His video on Pride discusses a lot of useful stuff, in a lowkey fashion, for people all over the spectrum and for those not really sure what the spectrum is. How can I stress that he needs to be shown in schools to groups of young people? He’s all about positivity, respect and being openly proud, not just LGBTQ+-wise but also generally - and his channel features a very diverse group of invested people, so if you’re looking for down-to-earth, unstrained representation, this is where it is. 
mackdoesit
Basically a big ???
Hosting such great video titles as REACTING TO ANTI-GAY COMMERCIALS BECAUSE I’M GAY, Mack is one of those Youtubers you watch when you’re comfortable with yourself and just want to enjoy some gay shit. You can’t go anywhere on his channel without seeing a rainbow flag. If nothing else, he’s great because he is so openly embracing of his sexuality without even needing to state that he is; it’s so evident in how often and how well he talks about it that he’s comfortable and it sets a great example of where you should want to be in terms of yourself, especially if you’re young and uncertain of where you are on the spectrum. 
Miles McKenna
Ah!!!
Miles started his (now completed) transition (ftm) in early 2017, with a video entitled ‘So I’m Trans’, having previously identified as female and a lesbian. I started watching Miles, then Amanda, early on in 2015 because he was deeply constructive as an image of a lesbian role model for me, when I thought I identified the same way; since then, there have been a few changes and I now watch him as a queer icon and as an excellent educational tool.

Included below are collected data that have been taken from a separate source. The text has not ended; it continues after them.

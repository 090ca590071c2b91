//! Text-based converters for subtitle and 3D model files.
//!
//! Both engines are pure functions of `(source text, source extension,
//! target format)`. They never fail: input they cannot make sense of
//! produces empty, partial or unchanged output. Callers should present that
//! as a known limitation rather than a guarantee of correctness.

pub mod model3d;
pub mod subtitle;

pub use model3d::ModelFormat;
pub use subtitle::SubtitleFormat;
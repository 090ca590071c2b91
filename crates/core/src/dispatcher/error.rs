//! Error types for the dispatcher module.

use thiserror::Error;

use crate::catalog::ConversionCategory;
use crate::converter::{ConverterError, EngineLoadState};

use super::types::DispatchState;

/// Errors returned by dispatcher operations.
#[derive(Debug, Error)]
pub enum DispatchError {
    /// The operation is not allowed in the current state.
    #[error("Expected state {expected}, but dispatcher is {actual}")]
    InvalidState {
        expected: DispatchState,
        actual: DispatchState,
    },

    /// A conversion is already running.
    #[error("A conversion is already in progress")]
    Busy,

    /// The target format equals the source file's format.
    #[error("File is already in '{format}' format")]
    SameFormat { format: String },

    /// The target format is not offered by the category.
    #[error("Format '{format}' is not offered for category '{category}'")]
    UnsupportedFormat {
        format: String,
        category: ConversionCategory,
    },

    /// The catalog has no entry for the category.
    #[error("Category '{category}' is not in the catalog")]
    UnknownCategory { category: ConversionCategory },

    /// A media conversion was requested before the engine finished loading.
    #[error("Media engine is not ready (state: {state})")]
    EngineNotReady { state: EngineLoadState },

    /// Reading the source file failed.
    #[error("Failed to read source file: {0}")]
    SourceRead(#[source] std::io::Error),

    /// The media engine failed.
    #[error(transparent)]
    Conversion(#[from] ConverterError),
}

impl DispatchError {
    /// Whether the call was refused without changing dispatcher state.
    pub fn is_rejection(&self) -> bool {
        !matches!(self, Self::SourceRead(_) | Self::Conversion(_))
    }
}
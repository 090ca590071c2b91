use tracing::warn;

use super::{types::Config, ConfigError};
use crate::mime;

/// Validate configuration
/// Currently validates:
/// - Engine timeout is not 0
/// - Progress channel capacity is not 0
/// - Catalog (if given) has no empty or duplicated format lists
///
/// Formats without a known MIME type are accepted with a warning; their
/// results are labelled `application/octet-stream`.
pub fn validate_config(config: &Config) -> Result<(), ConfigError> {
    if config.engine.timeout_secs == 0 {
        return Err(ConfigError::ValidationError(
            "engine.timeout_secs cannot be 0".to_string(),
        ));
    }

    if config.engine.progress_capacity == 0 {
        return Err(ConfigError::ValidationError(
            "engine.progress_capacity cannot be 0".to_string(),
        ));
    }

    let catalog = config
        .build_catalog()
        .map_err(|e| ConfigError::ValidationError(format!("catalog: {}", e)))?;

    for entry in catalog.list_categories() {
        for format in &entry.formats {
            if !mime::is_known(format) {
                warn!(
                    category = %entry.category,
                    format = %format,
                    "Format has no known MIME type"
                );
            }
        }
    }

    Ok(())
}
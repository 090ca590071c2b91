//! Subcommand implementations.

use std::path::{Path, PathBuf};

use anyhow::{bail, Context, Result};
use tracing::{debug, info};

use uniconv_core::{
    catalog::extension_of,
    converter::{EncoderCapabilities, MediaTranscoder},
    dispatcher::{format_bytes, suggested_file_name},
    AcceptMatcher, CatalogEntry, Config, ConversionCategory, ConversionSession, DiskFile,
    FfmpegEngine, FormatCatalog, SourceFile,
};

/// Arguments of the `convert` subcommand.
#[derive(Debug)]
pub struct ConvertRequest {
    pub input: PathBuf,
    pub target: String,
    pub category: Option<String>,
    pub out: Option<PathBuf>,
    pub json: bool,
}

pub fn categories(catalog: &FormatCatalog, json: bool) -> Result<()> {
    if json {
        let rendered = serde_json::to_string_pretty(catalog.list_categories())
            .context("Failed to serialize catalog")?;
        println!("{}", rendered);
        return Ok(());
    }

    for entry in catalog.list_categories() {
        println!("{} {} ({})", entry.icon, entry.name, entry.category);
        if !entry.description.is_empty() {
            println!("   {}", entry.description);
        }
        println!("   formats: {}", entry.formats.join(", "));
    }
    Ok(())
}

pub fn formats(catalog: &FormatCatalog, input: &Path, category: Option<&str>) -> Result<()> {
    let name = file_name(input);
    let entry = resolve_entry(catalog, &name, category)
        .with_context(|| format!("No category accepts {:?}; pass --category", name))?;

    let source_ext = extension_of(&name);
    let targets = catalog.available_targets(entry.category, &source_ext);
    println!("{} {} -> {}", entry.icon, entry.name, targets.join(", "));
    Ok(())
}

pub async fn engine(config: Config, json: bool) -> Result<()> {
    let media = MediaTranscoder::new(FfmpegEngine::new(config.engine));
    let loaded = media.load().await;
    let capabilities = media.engine().capabilities().await;
    media.terminate().await;
    loaded.context("Media engine could not be loaded")?;

    if json {
        let rendered = serde_json::to_string_pretty(&capabilities)
            .context("Failed to serialize capabilities")?;
        println!("{}", rendered);
        return Ok(());
    }

    for (encoder, available) in encoder_rows(&capabilities) {
        println!("{:<12} {}", encoder, if available { "yes" } else { "no" });
    }
    if !capabilities.supports_video() {
        println!("video conversions need libx264 and aac");
    }
    Ok(())
}

fn encoder_rows(capabilities: &EncoderCapabilities) -> [(&'static str, bool); 6] {
    [
        ("libx264", capabilities.libx264),
        ("aac", capabilities.aac),
        ("libmp3lame", capabilities.libmp3lame),
        ("libvorbis", capabilities.libvorbis),
        ("libopus", capabilities.libopus),
        ("libwebp", capabilities.libwebp),
    ]
}

pub async fn convert(config: Config, catalog: FormatCatalog, request: ConvertRequest) -> Result<()> {
    let file = DiskFile::open(&request.input)
        .await
        .with_context(|| format!("Failed to open {:?}", request.input))?;
    let target = request.target.trim().to_ascii_lowercase();

    let entry = resolve_entry(&catalog, file.name(), request.category.as_deref())
        .unwrap_or_else(|| generic_entry(&target));
    info!(category = %entry.category, file = file.name(), target = %target, "Converting");

    let session = ConversionSession::new(catalog, FfmpegEngine::new(config.engine));
    let outcome = run_conversion(&session, entry, file, &target, &request).await;
    session.shutdown().await;
    outcome
}

async fn run_conversion(
    session: &ConversionSession<FfmpegEngine>,
    entry: CatalogEntry,
    file: DiskFile,
    target: &str,
    request: &ConvertRequest,
) -> Result<()> {
    let dispatcher = session.dispatcher_for(entry);

    if dispatcher.category().is_media() {
        eprintln!("Loading media engine...");
    }
    dispatcher
        .prepare()
        .await
        .context("Media engine could not be loaded")?;

    dispatcher.select_file(file).await?;
    dispatcher.select_format(target).await?;

    let mut progress = dispatcher.subscribe_progress();
    let printer = tokio::spawn(async move {
        while progress.changed().await.is_ok() {
            let percent = *progress.borrow_and_update();
            eprint!("\rConverting... {:>3}%", percent);
        }
    });

    let converted = dispatcher.convert().await;
    printer.abort();
    eprintln!();

    if request.json {
        let snapshot = dispatcher.snapshot().await;
        let rendered =
            serde_json::to_string_pretty(&snapshot).context("Failed to serialize state")?;
        println!("{}", rendered);
    }
    converted.context("Conversion failed")?;

    let Some(result) = dispatcher.take_result().await else {
        bail!("Conversion finished without a result");
    };

    let out = request
        .out
        .clone()
        .unwrap_or_else(|| PathBuf::from(suggested_file_name(target)));
    tokio::fs::write(&out, &result.data)
        .await
        .with_context(|| format!("Failed to write {:?}", out))?;

    debug!(mime = result.mime_type, duration_ms = result.duration_ms, "Result written");
    eprintln!(
        "Wrote {} ({}, {})",
        out.display(),
        format_bytes(result.data.len() as u64),
        result.mime_type
    );
    Ok(())
}

/// Picks the catalog entry for a file.
///
/// An explicit category wins; otherwise the first entry whose accept list
/// takes the file, then the first entry listing its extension.
fn resolve_entry(
    catalog: &FormatCatalog,
    name: &str,
    category: Option<&str>,
) -> Option<CatalogEntry> {
    if let Some(category) = category {
        let category = category.parse::<ConversionCategory>().ok()?;
        return catalog.find(category).cloned();
    }

    catalog
        .list_categories()
        .iter()
        .find(|entry| accepts(entry, name))
        .or_else(|| {
            catalog
                .category_for_extension(&extension_of(name))
                .and_then(|category| catalog.find(category))
        })
        .cloned()
}

fn accepts(entry: &CatalogEntry, name: &str) -> bool {
    let has_rules = !entry.accept.extensions.is_empty() || !entry.accept.mime_patterns.is_empty();
    has_rules && entry.accept.matches(name, None)
}

/// Passthrough entry for files no category accepts.
fn generic_entry(target: &str) -> CatalogEntry {
    CatalogEntry {
        category: ConversionCategory::Generic,
        name: "Files".to_string(),
        icon: "📄".to_string(),
        description: "Copy the file under a new extension".to_string(),
        formats: vec![target.to_string()],
        accept: AcceptMatcher::default(),
    }
}

fn file_name(path: &Path) -> String {
    path.file_name()
        .map(|n| n.to_string_lossy().into_owned())
        .unwrap_or_default()
}
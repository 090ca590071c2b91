//! Format catalog - the conversion domains offered to users.
//!
//! Each [`CatalogEntry`] names a category, the formats a file of that
//! category can be converted to, and which input files it accepts. The
//! catalog is built once at startup (either [`FormatCatalog::builtin`] or
//! from configuration) and never mutated afterwards.

mod types;

pub use types::*;

use std::collections::HashSet;

/// Immutable, ordered list of catalog entries.
#[derive(Debug, Clone, PartialEq)]
pub struct FormatCatalog {
    entries: Vec<CatalogEntry>,
}

impl FormatCatalog {
    /// Builds a catalog, rejecting empty or duplicated format lists.
    pub fn new(entries: Vec<CatalogEntry>) -> Result<Self, CatalogError> {
        let mut seen_categories = HashSet::new();
        for entry in &entries {
            if !seen_categories.insert(entry.category) {
                return Err(CatalogError::DuplicateCategory(entry.category));
            }
            if entry.formats.is_empty() {
                return Err(CatalogError::EmptyFormats {
                    category: entry.category,
                });
            }
            let mut seen_formats = HashSet::new();
            for format in &entry.formats {
                if !seen_formats.insert(format.to_ascii_lowercase()) {
                    return Err(CatalogError::DuplicateFormat {
                        category: entry.category,
                        format: format.clone(),
                    });
                }
            }
        }
        Ok(Self { entries })
    }

    /// The default catalog: image, audio, video, 3D models and subtitles.
    pub fn builtin() -> Self {
        Self {
            entries: builtin_entries(),
        }
    }

    /// All entries in display order.
    pub fn list_categories(&self) -> &[CatalogEntry] {
        &self.entries
    }

    /// Looks up the entry for a category.
    pub fn find(&self, category: ConversionCategory) -> Option<&CatalogEntry> {
        self.entries.iter().find(|e| e.category == category)
    }

    /// Formats of `category` that can be offered for a source with
    /// extension `source_ext`. The source's own format is never offered.
    pub fn available_targets(&self, category: ConversionCategory, source_ext: &str) -> Vec<&str> {
        self.find(category)
            .map(|entry| {
                entry
                    .formats
                    .iter()
                    .map(String::as_str)
                    .filter(|f| !f.eq_ignore_ascii_case(source_ext))
                    .collect()
            })
            .unwrap_or_default()
    }

    /// First category (in display order) listing `ext` among its formats.
    pub fn category_for_extension(&self, ext: &str) -> Option<ConversionCategory> {
        self.entries
            .iter()
            .find(|e| e.offers(ext))
            .map(|e| e.category)
    }
}

impl Default for FormatCatalog {
    fn default() -> Self {
        Self::builtin()
    }
}

fn entry(
    category: ConversionCategory,
    name: &str,
    icon: &str,
    description: &str,
    formats: &[&str],
    accept: &str,
) -> CatalogEntry {
    CatalogEntry {
        category,
        name: name.to_string(),
        icon: icon.to_string(),
        description: description.to_string(),
        formats: formats.iter().map(|f| f.to_string()).collect(),
        accept: AcceptMatcher::parse(accept),
    }
}

fn builtin_entries() -> Vec<CatalogEntry> {
    vec![
        entry(
            ConversionCategory::Image,
            "Images",
            "🖼️",
            "Convert images to any format",
            &["png", "jpg", "jpeg", "webp", "gif", "bmp", "tiff", "ico", "avif"],
            "image/*",
        ),
        entry(
            ConversionCategory::Audio,
            "Audio",
            "🎵",
            "Convert audio to any format",
            &["mp3", "wav", "ogg", "aac", "m4a", "flac", "opus", "wma"],
            "audio/*",
        ),
        entry(
            ConversionCategory::Video,
            "Video",
            "🎬",
            "Convert video to any format",
            &["mp4", "avi", "mov", "mkv", "webm", "flv", "wmv", "mpeg"],
            "video/*",
        ),
        entry(
            ConversionCategory::Model3D,
            "3D Models",
            "🎲",
            "Convert 3D models to any format",
            &["obj", "gltf", "glb", "stl"],
            ".obj,.gltf,.glb,.stl",
        ),
        entry(
            ConversionCategory::Subtitle,
            "Subtitles",
            "💬",
            "Convert subtitles to any format",
            &["srt", "vtt", "ass", "txt"],
            ".srt,.vtt,.ass,.txt",
        ),
    ]
}
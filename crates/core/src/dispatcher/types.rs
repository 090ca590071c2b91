//! Types for the dispatcher module.

use serde::{Deserialize, Serialize};
use std::fmt;
use std::time::Duration;

use crate::catalog::ConversionCategory;
use crate::converter::EngineLoadState;

/// Where a dispatcher is in its conversion lifecycle.
#[derive(Debug, Clone, Copy, PartialEq, Eq, Serialize, Deserialize)]
#[serde(rename_all = "snake_case")]
pub enum DispatchState {
    /// No file selected.
    Idle,
    /// A file is selected but no target format.
    FileSelected,
    /// File and target format selected; conversion can start.
    Ready,
    /// A conversion is running.
    Converting,
    /// The last conversion succeeded and its result is available.
    Done,
    /// The last conversion failed.
    Error,
}

impl fmt::Display for DispatchState {
    fn fmt(&self, f: &mut fmt::Formatter<'_>) -> fmt::Result {
        let s = match self {
            Self::Idle => "idle",
            Self::FileSelected => "file_selected",
            Self::Ready => "ready",
            Self::Converting => "converting",
            Self::Done => "done",
            Self::Error => "error",
        };
        f.write_str(s)
    }
}

/// A converted file, ready to be saved.
#[derive(Debug, Clone, PartialEq, Eq)]
pub struct ConversionResult {
    /// Converted bytes.
    pub data: Vec<u8>,
    /// Content type of `data`.
    pub mime_type: &'static str,
    /// Suggested file name, `converted.<target>`.
    pub file_name: String,
    /// Target format token.
    pub target_format: String,
    /// Wall time of the conversion in milliseconds.
    pub duration_ms: u64,
}

impl ConversionResult {
    /// Wraps converted bytes, resolving the MIME type and file name from
    /// the target format.
    pub fn new(data: Vec<u8>, target_format: &str, elapsed: Duration) -> Self {
        Self {
            data,
            mime_type: crate::mime::resolve(target_format),
            file_name: suggested_file_name(target_format),
            target_format: target_format.to_string(),
            duration_ms: elapsed.as_millis() as u64,
        }
    }
}

/// File name offered for a converted file.
pub fn suggested_file_name(target_format: &str) -> String {
    format!("converted.{}", target_format)
}

/// Serializable view of a dispatcher, for front ends.
#[derive(Debug, Clone, PartialEq, Eq, Serialize, Deserialize)]
pub struct DispatchSnapshot {
    pub category: ConversionCategory,
    pub state: DispatchState,
    #[serde(skip_serializing_if = "Option::is_none")]
    pub file_name: Option<String>,
    #[serde(skip_serializing_if = "Option::is_none")]
    pub file_size: Option<u64>,
    #[serde(skip_serializing_if = "Option::is_none")]
    pub target_format: Option<String>,
    /// Formats that may be selected for the current file.
    pub available_targets: Vec<String>,
    /// Last reported progress, 0 - 100.
    pub progress: u8,
    /// Load state of the media engine; `None` for non-media categories.
    #[serde(skip_serializing_if = "Option::is_none")]
    pub engine: Option<EngineLoadState>,
    #[serde(skip_serializing_if = "Option::is_none")]
    pub error: Option<String>,
    #[serde(skip_serializing_if = "Option::is_none")]
    pub result_file_name: Option<String>,
    #[serde(skip_serializing_if = "Option::is_none")]
    pub result_size: Option<u64>,
}

/// Human readable byte count, e.g. `1.5 KB`.
pub fn format_bytes(bytes: u64) -> String {
    const UNITS: [&str; 4] = ["Bytes", "KB", "MB", "GB"];
    if bytes == 0 {
        return "0 Bytes".to_string();
    }

    let mut unit = 0;
    let mut value = bytes as f64;
    while value >= 1024.0 && unit < UNITS.len() - 1 {
        value /= 1024.0;
        unit += 1;
    }

    let rounded = (value * 100.0).round() / 100.0;
    format!("{} {}", rounded, UNITS[unit])
}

Miles posted this great video in April of 2018, I AM MILES, showing snapshot clips of his transition over the year since he started T, and it’s honestly deeply emotional, personal and, critically, a great demonstration of transitioning, its struggles, and its benefits for the person going about it. I have learned a lot from Miles - generally and also about myself - and I would recommend his channel to anyone off the bat. There’s some good stuff in there - including a classic ‘things get better’ scenario, because his deeply religious mother, who had rejected him for years on the basis of his sexuality and then transition, has recently started participating in Miles’ videos. 
Eugene Lee Yang (another Youtuber, attached to the Try Guys)
Watch I’m Gay by Eugene. I’m serious. That video didn’t change my life, but it changed my perception of what I needed from queer media icons, and this fulfilled some part of me never touched before.
Eugene is openly gay, and has been for some time; his videos have also centred around his experience as a drag queen, which is a very rarely well-represented field and should be exposed more by people accessing young audiences. Go, watch. He’s good for the soul. 
Books:
Aristotle and Dante Discover the Secrets of the Universe, Benjamin Alire Sáenz
My favourite book. I actually picked this up because a Youtuber I used to watch, John Green (who wrote Will Grayson, Will Grayson, another LGBTQ+ staple which I haven’t personally read yet but intend to) recommended it in a video list. It follows Aristotle (Ari) and his life in Mexico in friendship with a boy he meets at a swimming pool, Dante. They bond over their unusual names and Dante’s proclivity for reading, poetry and swimming; the book follows their friendship’s progress after he moves to Chicago and has to write rather than talk to Ari.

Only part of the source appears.